### Your objective
Two lines in the data below mark the range: the one with "build_cache(FALLBACK_CACHE).await" and the one with "rustls::crypto::ring::default_provider()". Return both, along with every line between them, exactly.

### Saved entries
== Segment start ==
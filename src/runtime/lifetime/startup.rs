use crate::cache::{ObjectCache, register::get_object_cache_plugin};
use crate::config::AppConfig;
use crate::errors::{LangLearnError, Result};
use crate::models::users::entities::UserRole;
use crate::models::users::requests::CreateUserRequest;
use crate::storage::Storage;
use crate::utils::password::hash_password;
use std::sync::Arc;
use tracing::{debug, info, warn};

const FALLBACK_CACHE: &str = "moka";

pub struct StartupContext {
    pub storage: Arc<dyn Storage>,
    pub cache: Arc<dyn ObjectCache>,
}

async fn build_cache(name: &str) -> Result<Arc<dyn ObjectCache>> {
    let constructor = get_object_cache_plugin(name).ok_or_else(|| {
        LangLearnError::cache_plugin_not_found(format!("Cache backend '{name}' not registered"))
    })?;
    constructor().await.map(Arc::from)
}

/// 创建缓存实例，配置的后端不可用时退回内存缓存
async fn create_cache() -> Result<Arc<dyn ObjectCache>> {
    let cache_type = AppConfig::get().cache.cache_type.as_str();
    info!("Creating {} cache backend", cache_type);

    match build_cache(cache_type).await {
        Ok(cache) => Ok(cache),
        Err(e) if cache_type != FALLBACK_CACHE => {
            warn!(
                "Cache backend {} unavailable ({}), falling back to {}",
                cache_type, e, FALLBACK_CACHE
            );
            build_cache(FALLBACK_CACHE).await
        }
        Err(e) => Err(e),
    }
}

/// 生成随机密码
fn generate_random_password(length: usize) -> String {
    use rand::Rng;
    const CHARSET: &[u8] = b"ABCDEFGHJKLMNPQRSTUVWXYZabcdefghijkmnpqrstuvwxyz23456789!@#$%";
    let mut rng = rand::rng();
    (0..length)
        .map(|_| CHARSET[rng.random_range(0..CHARSET.len())] as char)
        .collect()
}

/// 空库时创建默认管理员，密码取 ADMIN_PASSWORD，未设置则随机生成并打印
async fn seed_admin(storage: &Arc<dyn Storage>) {
    match storage.count_users().await {
        Ok(0) => info!("No users found, creating default admin account"),
        Ok(count) => {
            debug!("{} user(s) present, skipping admin seed", count);
            return;
        }
        Err(e) => {
            warn!("Failed to count users: {}, skipping admin seed", e);
            return;
        }
    }

    let password = std::env::var("ADMIN_PASSWORD").unwrap_or_else(|_| {
        let generated = generate_random_password(16);
        warn!("ADMIN_PASSWORD not set, generated admin password: {}", generated);
        warn!("Change it after first login or set ADMIN_PASSWORD before startup");
        generated
    });

    let password_hash = match hash_password(&password) {
        Ok(hash) => hash,
        Err(e) => {
            warn!("Failed to hash admin password: {}, skipping admin seed", e);
            return;
        }
    };

    let admin = CreateUserRequest {
        username: "admin".to_string(),
        email: "admin@langlearn.local".to_string(),
        password: password_hash,
        role: UserRole::Admin,
        display_name: Some("Administrator".to_string()),
        avatar_url: None,
        bio: None,
    };

    match storage.create_user(admin).await {
        Ok(user) => info!("Default admin created (ID: {}, username: {})", user.id, user.username),
        Err(e) => warn!("Failed to create admin account: {}", e),
    }
}

/// 准备服务器启动的上下文：存储、种子管理员与缓存
pub async fn prepare_server_startup() -> StartupContext {
    rustls::crypto::ring::default_provider()
        .install_default()
        .expect("Failed to install rustls crypto provider");

    crate::cache::register_builtin_plugins();
    debug!(
        "Registered cache backends: {:?}",
        crate::cache::register::registered_object_cache_plugins()
    );

    let storage = crate::storage::create_storage()
        .await
        .expect("Failed to create storage backend");
    warn!("Storage backend initialized and migrations completed");

    seed_admin(&storage).await;

    let cache = create_cache().await.expect("Failed to create cache");
    warn!("Cache backend initialized");

    StartupContext { storage, cache }
}

#[cfg(test)]
mod tests {
    use super::*;

    #[test]
    fn test_generate_random_password() {
        let a = generate_random_password(16);
        let b = generate_random_password(16);
        assert_eq!(a.chars().count(), 16);
        assert!(a.is_ascii());
        assert_ne!(a, b);
    }
}
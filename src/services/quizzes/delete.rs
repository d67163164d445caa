use actix_web::{HttpRequest, HttpResponse, Result as ActixResult};
use tracing::info;

use super::{QuizService, load_owned_quiz};
use crate::models::{ApiResponse, ErrorCode};
use crate::services::{current_user, internal_error, not_found};

pub async fn delete_quiz(
    service: &QuizService,
    request: &HttpRequest,
    quiz_id: i64,
) -> ActixResult<HttpResponse> {
    let user = match current_user(request) {
        Ok(user) => user,
        Err(resp) => return Ok(resp),
    };
    let storage = service.get_storage(request);

    if let Err(resp) = load_owned_quiz(&storage, quiz_id, &user).await {
        return Ok(resp);
    }

    match storage.delete_quiz(quiz_id).await {
        Ok(true) => {
            info!("User {} deleted quiz {}", user.id, quiz_id);
            Ok(HttpResponse::Ok().json(ApiResponse::success_empty("测验已删除")))
        }
        Ok(false) => Ok(not_found(ErrorCode::QuizNotFound, "测验不存在")),
        Err(e) => Ok(internal_error("删除测验失败", e)),
    }
}
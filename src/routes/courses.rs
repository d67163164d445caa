use actix_web::{HttpRequest, HttpResponse, Result as ActixResult, web};
use once_cell::sync::Lazy;

use crate::middlewares;
use crate::models::courses::requests::{
    CourseListParams, CreateCourseRequest, UpdateCourseRequest, UpdateProgressRequest,
};
use crate::models::users::entities::UserRole;
use crate::services::CourseService;
use crate::utils::SafeIDI64;

static COURSE_SERVICE: Lazy<CourseService> = Lazy::new(CourseService::new_lazy);

pub async fn list_courses(
    req: HttpRequest,
    query: web::Query<CourseListParams>,
) -> ActixResult<HttpResponse> {
    COURSE_SERVICE.list_courses(&req, query.into_inner()).await
}

pub async fn create_course(
    req: HttpRequest,
    body: web::Json<CreateCourseRequest>,
) -> ActixResult<HttpResponse> {
    COURSE_SERVICE.create_course(&req, body.into_inner()).await
}

pub async fn get_course(req: HttpRequest, path: SafeIDI64) -> ActixResult<HttpResponse> {
    COURSE_SERVICE.get_course(&req, path.0).await
}

pub async fn update_course(
    req: HttpRequest,
    path: SafeIDI64,
    body: web::Json<UpdateCourseRequest>,
) -> ActixResult<HttpResponse> {
    COURSE_SERVICE
        .update_course(&req, path.0, body.into_inner())
        .await
}

pub async fn delete_course(req: HttpRequest, path: SafeIDI64) -> ActixResult<HttpResponse> {
    COURSE_SERVICE.delete_course(&req, path.0).await
}

pub async fn enroll(req: HttpRequest, path: SafeIDI64) -> ActixResult<HttpResponse> {
    COURSE_SERVICE.enroll(&req, path.0).await
}

pub async fn unenroll(req: HttpRequest, path: SafeIDI64) -> ActixResult<HttpResponse> {
    COURSE_SERVICE.unenroll(&req, path.0).await
}

pub async fn list_enrolled(req: HttpRequest) -> ActixResult<HttpResponse> {
    COURSE_SERVICE.list_enrolled(&req).await
}

pub async fn update_progress(
    req: HttpRequest,
    path: SafeIDI64,
    body: web::Json<UpdateProgressRequest>,
) -> ActixResult<HttpResponse> {
    COURSE_SERVICE
        .update_progress(&req, path.0, body.into_inner())
        .await
}

// 配置路由
pub fn configure_course_routes(cfg: &mut web::ServiceConfig) {
    cfg.service(
        web::scope("/api/v1/courses")
            .wrap(middlewares::RequireJWT)
            .service(
                web::resource("")
                    // 课程列表 - 所有登录用户（学员只看到已发布课程）
                    .route(web::get().to(list_courses))
                    // 创建课程 - 讲师和管理员
                    .route(
                        web::post()
                            .to(create_course)
                            .wrap(middlewares::RequireRole::new_any(UserRole::instructor_roles())),
                    ),
            )
            // 已选课程
            .service(web::resource("/enrolled").route(web::get().to(list_enrolled)))
            .service(
                web::resource("/{id}")
                    .route(web::get().to(get_course))
                    // 更新、删除 - 讲师和管理员，业务层校验所有者
                    .route(
                        web::put()
                            .to(update_course)
                            .wrap(middlewares::RequireRole::new_any(UserRole::instructor_roles())),
                    )
                    .route(
                        web::delete()
                            .to(delete_course)
                            .wrap(middlewares::RequireRole::new_any(UserRole::instructor_roles())),
                    ),
            )
            .service(
                web::resource("/{id}/enroll")
                    .route(web::post().to(enroll))
                    .route(web::delete().to(unenroll)),
            )
            .service(web::resource("/{id}/progress").route(web::put().to(update_progress))),
    );
}
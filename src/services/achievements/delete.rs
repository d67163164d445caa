use actix_web::{HttpRequest, HttpResponse, Result as ActixResult};

use super::AchievementService;
use crate::models::{ApiResponse, ErrorCode};
use crate::services::{internal_error, not_found};

pub async fn delete_achievement(
    service: &AchievementService,
    request: &HttpRequest,
    achievement_id: i64,
) -> ActixResult<HttpResponse> {
    let storage = service.get_storage(request);

    match storage.delete_achievement(achievement_id).await {
        Ok(true) => Ok(HttpResponse::Ok().json(ApiResponse::success_empty("成就已删除"))),
        Ok(false) => Ok(not_found(ErrorCode::AchievementNotFound, "成就不存在")),
        Err(e) => Ok(internal_error("删除成就失败", e)),
    }
}
use actix_web::{HttpRequest, HttpResponse, Result as ActixResult};

use crate::models::{
    ApiResponse, ErrorCode,
    auth::{LoginRequest, LoginResponse},
    users::entities::UserStatus,
};
use crate::utils::jwt;
use crate::utils::password::verify_password;

use super::AuthService;

pub async fn handle_login(
    service: &AuthService,
    login_request: LoginRequest,
    request: &HttpRequest,
) -> ActixResult<HttpResponse> {
    let storage = service.get_storage(request);
    let config = service.get_config();

    // 1. 根据用户名或邮箱获取用户信息
    let user = match storage
        .get_user_by_username_or_email(login_request.username.trim())
        .await
    {
        Ok(Some(user)) => user,
        Ok(None) => {
            return Ok(HttpResponse::Unauthorized().json(ApiResponse::error_empty(
                ErrorCode::AuthFailed,
                "Username or password is incorrect",
            )));
        }
        Err(e) => {
            return Ok(
                HttpResponse::InternalServerError().json(ApiResponse::error_empty(
                    ErrorCode::InternalServerError,
                    format!("Login failed: {e}"),
                )),
            );
        }
    };

    // 2. 验证密码
    if !verify_password(&login_request.password, &user.password_hash) {
        return Ok(HttpResponse::Unauthorized().json(ApiResponse::error_empty(
            ErrorCode::AuthFailed,
            "Username or password is incorrect",
        )));
    }

    // 3. 非激活账号不允许登录
    if user.status != UserStatus::Active {
        return Ok(HttpResponse::Forbidden().json(ApiResponse::error_empty(
            ErrorCode::UserNotActive,
            "Account is not active",
        )));
    }

    // 4. 更新最后登录时间
    if let Err(e) = storage.update_last_login(user.id).await {
        tracing::warn!("Failed to update last login for user {}: {}", user.id, e);
    }

    // 5. 生成令牌对
    let token_pair = match user.generate_token_pair(
        login_request
            .remember_me
            .then(|| chrono::Duration::days(config.jwt.refresh_token_remember_me_expiry)),
    ) {
        Ok(pair) => pair,
        Err(e) => {
            tracing::error!("Failed to generate JWT token: {}", e);
            return Ok(
                HttpResponse::InternalServerError().json(ApiResponse::error_empty(
                    ErrorCode::InternalServerError,
                    "Login failed, unable to generate token",
                )),
            );
        }
    };

    tracing::info!("User {} logged in successfully", user.username);

    let access_cookie = jwt::JwtUtils::create_access_token_cookie(&token_pair.access_token);
    let refresh_cookie = jwt::JwtUtils::create_refresh_token_cookie(
        &token_pair.refresh_token,
        login_request.remember_me,
    );

    let response = LoginResponse {
        access_token: token_pair.access_token,
        expires_in: config.jwt.access_token_expiry * 60, // 转换为秒
        user,
        created_at: chrono::Utc::now(),
    };

    Ok(HttpResponse::Ok()
        .cookie(access_cookie)
        .cookie(refresh_cookie)
        .json(ApiResponse::success(response, "Login successful")))
}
== Segment end ==
### Task solution
            build_cache(FALLBACK_CACHE).await
        }
        Err(e) => Err(e),
    }
}

/// 生成随机密码
fn generate_random_password(length: usize) -> String {
    use rand::Rng;
    const CHARSET: &[u8] = b"ABCDEFGHJKLMNPQRSTUVWXYZabcdefghijkmnpqrstuvwxyz23456789!@#$%";
    let mut rng = rand::rng();
    (0..length)
        .map(|_| CHARSET[rng.random_range(0..CHARSET.len())] as char)
        .collect()
}

/// 空库时创建默认管理员，密码取 ADMIN_PASSWORD，未设置则随机生成并打印
async fn seed_admin(storage: &Arc<dyn Storage>) {
    match storage.count_users().await {
        Ok(0) => info!("No users found, creating default admin account"),
        Ok(count) => {
            debug!("{} user(s) present, skipping admin seed", count);
            return;
        }
        Err(e) => {
            warn!("Failed to count users: {}, skipping admin seed", e);
            return;
        }
    }

    let password = std::env::var("ADMIN_PASSWORD").unwrap_or_else(|_| {
        let generated = generate_random_password(16);
        warn!("ADMIN_PASSWORD not set, generated admin password: {}", generated);
        warn!("Change it after first login or set ADMIN_PASSWORD before startup");
        generated
    });

    let password_hash = match hash_password(&password) {
        Ok(hash) => hash,
        Err(e) => {
            warn!("Failed to hash admin password: {}, skipping admin seed", e);
            return;
        }
    };

    let admin = CreateUserRequest {
        username: "admin".to_string(),
        email: "admin@langlearn.local".to_string(),
        password: password_hash,
        role: UserRole::Admin,
        display_name: Some("Administrator".to_string()),
        avatar_url: None,
        bio: None,
    };

    match storage.create_user(admin).await {
        Ok(user) => info!("Default admin created (ID: {}, username: {})", user.id, user.username),
        Err(e) => warn!("Failed to create admin account: {}", e),
    }
}

/// 准备服务器启动的上下文：存储、种子管理员与缓存
pub async fn prepare_server_startup() -> StartupContext {
    rustls::crypto::ring::default_provider()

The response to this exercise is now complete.